Fumetti. “No smoking”, per “Le storie” di Bonelli

È in edicola il quarto numero della nuovissima serie “Le storie” per i tipi di Sergio Bonelli editore, dal titolo “No smoking”.

Un lungo racconto ambientato negli anni ’30 del Novecento, in pieno ambiente gangster, un periodo violento con i mitra con il caricatore “a borraccia”, le rapine fatte con il volto coperto da un fazzoletto ed i rocamboleschi inseguimenti tra la mala e la polizia.

Una storia interessante, sceneggiata ottimamente da Pasquale Ruju per le matite di Carlo Ambrosini, che, a dire il vero, purtroppo hanno qualche pecca, soprattutto nella resa del personaggio femminile. Naturalmente non si tratta di disegni e protagonisti irriconoscibili da una scena all’altra, come accade invece in alcune collane della Star comics, quale la miniserie Pinkerton (che ha attinto a pienissime mani dalla Bonelli, mescolando – male – Tex e Dylan Dog), ma la Bonelli, almeno per la mia personale esperienza di lettore, è sempre sinonimo di qualità molto alta ed ogni lieve difetto va evidenziato.

bonelliLa sceneggiatura di “No smoking” è validissima: per un centinaio di pagine le vicende scorrono bene, velocemente, con flash back ben riconoscibili evidenziati da vignette dai contorni stondati. Una voce fuori campo, in stile Julia, racconta quanto sta avvenendo. È la voce del protagonista, Angelì, un povero rappresentante di commercio coinvolto, suo malgrado, in una rapina in un casinò clandestino della mala.
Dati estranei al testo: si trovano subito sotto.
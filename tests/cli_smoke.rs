use std::path::{Path, PathBuf};
use std::process::Command;

fn fixture_dir(name: &str) -> PathBuf {
    let dir = PathBuf::from(env!("CARGO_TARGET_TMPDIR")).join(name);
    std::fs::create_dir_all(&dir).unwrap();
    dir
}

fn write_inputs(dir: &Path) -> (String, String) {
    let frames = dir.join("frames.json");
    let sequence = dir.join("sequence.json");
    std::fs::write(
        &frames,
        r##"[
  [{"Color": "#ff3366", "Geometry": "M0,0 H40 V40 H0 Z"}, {"Color": "", "Geometry": "M0,0"}],
  [{"Color": "#3366ff", "Geometry": "F1 M10,10 H30 V30 H10 Z"}]
]"##,
    )
    .unwrap();
    std::fs::write(&sequence, "[[0, 1, 0], [1, 1]]").unwrap();
    (
        frames.to_string_lossy().to_string(),
        sequence.to_string_lossy().to_string(),
    )
}

fn bin() -> Command {
    Command::new(env!("CARGO_BIN_EXE_spriteclock"))
}

#[test]
fn cli_frame_writes_png() {
    let dir = fixture_dir("cli_frame");
    let (frames, sequence) = write_inputs(&dir);
    let out = dir.join("out.png");
    let _ = std::fs::remove_file(&out);

    let status = bin()
        .args(["frame", "--frames", &frames, "--sequence", &sequence])
        .args(["--at-ms", "300", "--width", "64", "--height", "48", "--time", "0930"])
        .arg("--out")
        .arg(&out)
        .status()
        .unwrap();
    assert!(status.success());

    let img = image::open(&out).unwrap();
    assert_eq!((img.width(), img.height()), (64, 48));
}

#[test]
fn cli_strip_writes_numbered_frames() {
    let dir = fixture_dir("cli_strip");
    let (frames, sequence) = write_inputs(&dir);
    let out_dir = dir.join("strip");
    let _ = std::fs::remove_dir_all(&out_dir);

    let status = bin()
        .args(["strip", "--frames", &frames, "--sequence", &sequence])
        .args(["--fps", "10", "--duration-ms", "500", "--width", "32", "--height", "32"])
        .args(["--time", "2359"])
        .arg("--out-dir")
        .arg(&out_dir)
        .status()
        .unwrap();
    assert!(status.success());

    for i in 0..5 {
        assert!(out_dir.join(format!("frame_{i:05}.png")).is_file());
    }
    assert!(!out_dir.join("frame_00005.png").exists());
}

#[test]
fn cli_strip_rejects_overflowing_length() {
    let dir = fixture_dir("cli_strip_overflow");
    let (frames, sequence) = write_inputs(&dir);
    let out_dir = dir.join("strip");

    let output = bin()
        .args(["strip", "--frames", &frames, "--sequence", &sequence])
        .args(["--fps", "1000", "--duration-ms", &u64::MAX.to_string()])
        .arg("--out-dir")
        .arg(&out_dir)
        .output()
        .unwrap();
    assert!(!output.status.success());
    let stderr = String::from_utf8_lossy(&output.stderr);
    assert!(stderr.contains("overflows"), "{stderr}");
    assert!(!stderr.contains("panicked"), "{stderr}");
}

#[test]
fn cli_inspect_summarizes_tracks() {
    let dir = fixture_dir("cli_inspect");
    let (frames, sequence) = write_inputs(&dir);

    let output = bin()
        .args(["inspect", "--frames", &frames, "--sequence", &sequence])
        .output()
        .unwrap();
    assert!(output.status.success());

    let stdout = String::from_utf8(output.stdout).unwrap();
    assert!(stdout.contains("frames: 2 (2 layers)"), "{stdout}");
    assert!(stdout.contains("base: 3 entries, every 150 ms"), "{stdout}");
    assert!(stdout.contains("then holds frame 0"), "{stdout}");
    assert!(stdout.contains("overlay: 2 entries, every 110 ms, stops after 2 ticks (220 ms)"), "{stdout}");
}

#[test]
fn cli_rejects_bad_sequence_data() {
    let dir = fixture_dir("cli_bad");
    let (frames, _) = write_inputs(&dir);
    let bad = dir.join("bad_sequence.json");
    std::fs::write(&bad, "[[0, 7]]").unwrap();

    let output = bin()
        .args(["inspect", "--frames", &frames, "--sequence"])
        .arg(&bad)
        .output()
        .unwrap();
    assert!(!output.status.success());
    let stderr = String::from_utf8_lossy(&output.stderr);
    assert!(stderr.contains("references frame 7"), "{stderr}");
}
Gangster cubani, sparatorie, “manici” (così sono definiti gli autisti che devono prontamente far scappare i rapinatori, in inseguimenti al cardiopalma con la polizia, tra sparatorie ed investimenti – volontari – di passanti): non manca nulla per rendere la storia avvincente, mantenendosi, se vogliamo dare un voto, intorno all’8.

Poi, da pagina 99 Ruju crea il colpo di scena epocale. Quello tipico del giallo della migliore qualità. E lì il voto dell’albo non può che arrivare a 10, aggiudicandosi la palma per il migliore albo della neonata serie. Naturalmente, per correttezza, non anticipo nulla.

Non è la prima volta che Ruju, sceneggiatore di Dylan Dog ed altre serie Bonelliane, si cimenta con i gangster. Ed il risultato è sempre ottimo. Sua infatti la miniserie Cassidy, che in 18 volumi è riuscita a creare un giusto mix tra sparatorie, criminali anni ’70 e quel pizzico di soprannaturale che non guasta mai.
Una curiosità: il titolo indica la decisione del protagonista di non fumare, nonostante le tentazioni costanti (i gangster degli anni ’30, per definizione, hanno sempre una “bionda” tra la dita).